- **What to do**:
Only lines containing "committed" are wanted from the data below. Copy those lines.

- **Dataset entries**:
*****
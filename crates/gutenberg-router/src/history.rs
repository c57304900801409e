//! Platform history abstraction.
//!
//! [`History`] is the navigation primitive the
//! [`LocationStore`](crate::LocationStore) wraps. The router only ever
//! changes the query string of the current document, so pushing takes a
//! search string and keeps the pathname.
//!
//! [`MemoryHistory`] keeps the stack in memory with browser semantics. It
//! backs server-side rendering, headless hosts and tests; the wasm32
//! `BrowserHistory` wraps `window.history`.

use crate::error::RouterError;
use parking_lot::Mutex;
use serde_json::Value;
use std::sync::Arc;
use std::sync::atomic::{AtomicU64, Ordering};

static NEXT_LOCATION_KEY: AtomicU64 = AtomicU64::new(1);

/// Identity of one committed history entry.
#[derive(Debug, Clone, Copy, PartialEq, Eq, Hash, PartialOrd, Ord)]
pub struct LocationKey(u64);

impl LocationKey {
	/// Allocates a fresh, process-unique key.
	pub fn next() -> Self {
		Self(NEXT_LOCATION_KEY.fetch_add(1, Ordering::Relaxed))
	}

	/// Returns the raw key value.
	pub fn value(&self) -> u64 {
		self.0
	}
}

/// A history entry as the platform reports it.
#[derive(Debug, Clone, PartialEq, Eq)]
pub struct PlatformLocation {
	/// Identity of this entry.
	pub key: LocationKey,
	/// Document path, e.g. `/wp-admin/site-editor.php`.
	pub pathname: String,
	/// Query string including the leading `?`, or empty.
	pub search: String,
	/// Opaque state pushed with the entry.
	pub state: Option<Value>,
}

impl PlatformLocation {
	/// Creates an entry with a fresh key.
	pub fn new(pathname: impl Into<String>, search: &str, state: Option<Value>) -> Self {
		Self {
			key: LocationKey::next(),
			pathname: pathname.into(),
			search: normalize_search(search),
			state,
		}
	}

	/// Parses an entry from a path-and-query URL such as `/admin.php?p=%2F`.
	pub fn from_url(url: &str) -> Self {
		let url = url.split('#').next().unwrap_or(url);
		match url.split_once('?') {
			Some((pathname, search)) => Self::new(pathname, search, None),
			None => Self::new(url, "", None),
		}
	}

	/// Returns the path-and-query form of this entry.
	pub fn href(&self) -> String {
		format!("{}{}", self.pathname, self.search)
	}
}

/// Adds the leading `?` to a non-empty search string.
pub(crate) fn normalize_search(search: &str) -> String {
	let trimmed = search.strip_prefix('?').unwrap_or(search);
	if trimmed.is_empty() {
		String::new()
	} else {
		format!("?{}", trimmed)
	}
}

/// Callback invoked after the platform committed a location change.
pub type HistoryListener = Arc<dyn Fn() + Send + Sync>;

/// Handle of a listener registered through [`History::listen`].
#[derive(Debug, Clone, Copy, PartialEq, Eq, Hash)]
pub struct ListenerId(u64);

/// Listener bookkeeping for [`History`] implementations.
///
/// Listeners run in registration order, from a snapshot taken before the
/// first one runs, with no lock held.
#[derive(Default)]
pub struct HistoryListeners {
	next_id: AtomicU64,
	entries: Mutex<Vec<(ListenerId, HistoryListener)>>,
}

impl std::fmt::Debug for HistoryListeners {
	fn fmt(&self, f: &mut std::fmt::Formatter<'_>) -> std::fmt::Result {
		f.debug_struct("HistoryListeners")
			.field("len", &self.len())
			.finish()
	}
}

impl HistoryListeners {
	/// Registers `listener`.
	pub fn add(&self, listener: HistoryListener) -> ListenerId {
		let id = ListenerId(self.next_id.fetch_add(1, Ordering::Relaxed));
		self.entries.lock().push((id, listener));
		id
	}

	/// Removes the listener registered as `id`. Unknown ids are ignored.
	pub fn remove(&self, id: ListenerId) {
		self.entries.lock().retain(|(entry_id, _)| *entry_id != id);
	}

	/// Runs every registered listener.
	pub fn notify(&self) {
		let listeners: Vec<HistoryListener> = self
			.entries
			.lock()
			.iter()
			.map(|(_, listener)| Arc::clone(listener))
			.collect();
		for listener in listeners {
			listener();
		}
	}

	/// Returns the number of registered listeners.
	pub fn len(&self) -> usize {
		self.entries.lock().len()
	}

	/// Returns whether no listener is registered.
	pub fn is_empty(&self) -> bool {
		self.entries.lock().is_empty()
	}
}

/// The platform navigation primitive.
pub trait History: Send + Sync {
	/// Returns the current entry.
	///
	/// Implementations return the same `Arc` for as long as the entry is
	/// current.
	fn location(&self) -> Arc<PlatformLocation>;

	/// Commits a new entry with the current pathname and the given search.
	///
	/// Listeners run once the new entry is observable through
	/// [`location`](Self::location).
	fn push(&self, search: &str, state: Option<Value>) -> Result<(), RouterError>;

	/// Goes back one entry.
	///
	/// Listeners run whenever the platform reports the change, which may
	/// be after this call returns.
	fn back(&self) -> Result<(), RouterError>;

	/// Registers a listener for committed location changes.
	fn listen(&self, listener: HistoryListener) -> ListenerId;

	/// Removes a listener registered through [`listen`](Self::listen).
	fn unlisten(&self, id: ListenerId);
}

#[derive(Debug)]
struct MemoryStack {
	entries: Vec<Arc<PlatformLocation>>,
	index: usize,
}

/// In-memory history stack.
///
/// `push` drops any forward entries, and `back`/`forward` at the edge of
/// the stack do nothing, like a browser tab.
///
/// # Example
///
/// ```
/// use gutenberg_router::{History, MemoryHistory};
///
/// let history = MemoryHistory::new("/wp-admin/site-editor.php");
/// history.push("p=%2Fpages", None).unwrap();
/// assert_eq!(history.location().search, "?p=%2Fpages");
///
/// history.back().unwrap();
/// assert_eq!(history.location().search, "");
/// ```
pub struct MemoryHistory {
	stack: Mutex<MemoryStack>,
	listeners: HistoryListeners,
}

impl std::fmt::Debug for MemoryHistory {
	fn fmt(&self, f: &mut std::fmt::Formatter<'_>) -> std::fmt::Result {
		let stack = self.stack.lock();
		f.debug_struct("MemoryHistory")
			.field("entries", &stack.entries.len())
			.field("index", &stack.index)
			.field("listeners", &self.listeners.len())
			.finish()
	}
}

impl MemoryHistory {
	/// Creates a history with one entry for `initial_url`.
	pub fn new(initial_url: &str) -> Self {
		Self {
			stack: Mutex::new(MemoryStack {
				entries: vec![Arc::new(PlatformLocation::from_url(initial_url))],
				index: 0,
			}),
			listeners: HistoryListeners::default(),
		}
	}

	/// Goes forward one entry.
	pub fn forward(&self) -> Result<(), RouterError> {
		self.go(1)
	}

	/// Moves `delta` entries through the stack.
	///
	/// A move past either end of the stack is ignored and notifies nobody.
	pub fn go(&self, delta: isize) -> Result<(), RouterError> {
		let moved = {
			let mut stack = self.stack.lock();
			let target = stack.index as isize + delta;
			if delta != 0 && target >= 0 && (target as usize) < stack.entries.len() {
				stack.index = target as usize;
				true
			} else {
				false
			}
		};

		if moved {
			tracing::trace!(delta, "memory history moved");
			self.notify();
		}
		Ok(())
	}

	/// Returns the number of entries in the stack.
	pub fn len(&self) -> usize {
		self.stack.lock().entries.len()
	}

	/// Returns whether the stack is empty, which never happens.
	pub fn is_empty(&self) -> bool {
		self.stack.lock().entries.is_empty()
	}

	/// Returns the index of the current entry.
	pub fn index(&self) -> usize {
		self.stack.lock().index
	}

	/// Returns the number of registered listeners.
	pub fn listener_count(&self) -> usize {
		self.listeners.len()
	}

	fn notify(&self) {
		self.listeners.notify();
	}
}

impl History for MemoryHistory {
	fn location(&self) -> Arc<PlatformLocation> {
		let stack = self.stack.lock();
		Arc::clone(&stack.entries[stack.index])
	}

	fn push(&self, search: &str, state: Option<Value>) -> Result<(), RouterError> {
		{
			let mut stack = self.stack.lock();
			let pathname = stack.entries[stack.index].pathname.clone();
			let next = stack.index + 1;
			stack.entries.truncate(next);
			stack
				.entries
				.push(Arc::new(PlatformLocation::new(pathname, search, state)));
			stack.index = next;
		}
		self.notify();
		Ok(())
	}

	fn back(&self) -> Result<(), RouterError> {
		self.go(-1)
	}

	fn listen(&self, listener: HistoryListener) -> ListenerId {
		self.listeners.add(listener)
	}

	fn unlisten(&self, id: ListenerId) {
		self.listeners.remove(id);
	}
}
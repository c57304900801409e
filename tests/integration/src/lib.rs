//! Shared fixtures for the router integration tests.
//!
//! - [`RecordingPlatform`]: a scriptable [`TransitionPlatform`] that records
//!   every root class change and transition
//! - [`RefusingHistory`]: a [`History`] whose pushes fail, like a sandboxed
//!   frame
//! - [`site_editor_routes`]: a route list shaped like the site editor's

use gutenberg_router::{
	History, HistoryListener, ListenerId, MemoryHistory, PlatformLocation, RouteDefinition, RouterError,
	TransitionError, TransitionPlatform, UpdateCallback, ViewTransition,
};
use parking_lot::Mutex;
use serde_json::Value;
use std::sync::Arc;

/// Document URL every fixture starts from.
pub const SITE_EDITOR_URL: &str = "/wp-admin/site-editor.php";

/// How a [`RecordingPlatform`] settles the transitions it starts.
#[derive(Debug, Clone, PartialEq, Eq)]
pub enum TransitionScript {
	/// Runs the update, then `finished` resolves.
	Finish,
	/// Runs the update, then `finished` rejects with the given reason.
	Reject(String),
	/// Refuses to start.
	RefuseToStart,
	/// `finished` resolves without the update ever running.
	SkipUpdate,
	/// Runs the update, then `finished` never settles.
	Hang,
}

/// Scriptable transition platform.
#[derive(Debug)]
pub struct RecordingPlatform {
	width: u32,
	supported: bool,
	script: TransitionScript,
	root_classes: Mutex<Vec<String>>,
	events: Mutex<Vec<String>>,
}

impl RecordingPlatform {
	/// A wide viewport with view transitions.
	pub fn wide() -> Self {
		Self::new(1280, true, TransitionScript::Finish)
	}

	pub fn new(width: u32, supported: bool, script: TransitionScript) -> Self {
		Self {
			width,
			supported,
			script,
			root_classes: Mutex::new(Vec::new()),
			events: Mutex::new(Vec::new()),
		}
	}

	pub fn with_script(mut self, script: TransitionScript) -> Self {
		self.script = script;
		self
	}

	/// Classes currently on the document root.
	pub fn root_classes(&self) -> Vec<String> {
		self.root_classes.lock().clone()
	}

	/// Everything the router asked of the platform, in order.
	pub fn events(&self) -> Vec<String> {
		self.events.lock().clone()
	}

	fn record(&self, event: String) {
		self.events.lock().push(event);
	}
}

impl TransitionPlatform for RecordingPlatform {
	fn viewport_width(&self) -> u32 {
		self.width
	}

	fn supports_view_transitions(&self) -> bool {
		self.supported
	}

	fn add_root_class(&self, class: &str) {
		self.record(format!("add:{}", class));
		self.root_classes.lock().push(class.to_string());
	}

	fn remove_root_class(&self, class: &str) {
		self.record(format!("remove:{}", class));
		self.root_classes.lock().retain(|existing| existing != class);
	}

	fn start_view_transition(
		&self,
		update: UpdateCallback,
	) -> Result<ViewTransition, TransitionError> {
		self.record("start".to_string());
		let run = |update: UpdateCallback| {
			self.record(format!("update:{}", self.root_classes().join(" ")));
			update();
		};

		match &self.script {
			TransitionScript::Finish => {
				run(update);
				Ok(ViewTransition::settled(Ok(())))
			}
			TransitionScript::Reject(reason) => {
				run(update);
				Ok(ViewTransition::settled(Err(TransitionError::Aborted(
					reason.clone(),
				))))
			}
			TransitionScript::RefuseToStart => Err(TransitionError::Aborted(
				"InvalidStateError".to_string(),
			)),
			TransitionScript::SkipUpdate => Ok(ViewTransition::settled(Ok(()))),
			TransitionScript::Hang => {
				run(update);
				Ok(ViewTransition::new(futures::future::pending()))
			}
		}
	}
}

/// A history that refuses every push.
#[derive(Debug)]
pub struct RefusingHistory {
	inner: MemoryHistory,
}

impl RefusingHistory {
	pub fn new(initial_url: &str) -> Self {
		Self {
			inner: MemoryHistory::new(initial_url),
		}
	}
}

impl History for RefusingHistory {
	fn location(&self) -> Arc<PlatformLocation> {
		self.inner.location()
	}

	fn push(&self, _search: &str, _state: Option<Value>) -> Result<(), RouterError> {
		Err(RouterError::NavigationFailed("SecurityError".to_string()))
	}

	fn back(&self) -> Result<(), RouterError> {
		self.inner.back()
	}

	fn listen(&self, listener: HistoryListener) -> ListenerId {
		self.inner.listen(listener)
	}

	fn unlisten(&self, id: ListenerId) {
		self.inner.unlisten(id);
	}
}

/// Routes shaped like the site editor's, with string area payloads.
pub fn site_editor_routes() -> Vec<RouteDefinition<String>> {
	vec![
		RouteDefinition::new("home", "/")
			.area("sidebar", "navigation")
			.area("preview", "site")
			.area("mobile", "navigation"),
		RouteDefinition::new("pages", "/page")
			.area("sidebar", "pages")
			.computed_area("content", |ctx| {
				match ctx.query.get("layout").map(String::as_str) {
					Some("list") => "pages-list".to_string(),
					_ => "pages-grid".to_string(),
				}
			})
			.computed_width("content", |ctx| {
				if ctx.query.get("layout").map(String::as_str) == Some("list") {
					380
				} else {
					0
				}
			}),
		RouteDefinition::new("page-item", "/page/:postId")
			.area("sidebar", "page")
			.computed_area("preview", |ctx| format!("page-{}", ctx.params["postId"])),
		RouteDefinition::new("templates", "/template")
			.area("sidebar", "templates")
			.area("content", "templates-list"),
		RouteDefinition::new("styles", "/styles")
			.area("sidebar", "global-styles")
			.area("preview", "style-book"),
		RouteDefinition::new("wp-template-item", "/wp_template/*postId")
			.area("sidebar", "template")
			.computed_area("preview", |ctx| format!("template-{}", ctx.params["postId"])),
	]
}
*****
- **Answer**:
/// Identity of one committed history entry.
/// Callback invoked after the platform committed a location change.
	/// Registers a listener for committed location changes.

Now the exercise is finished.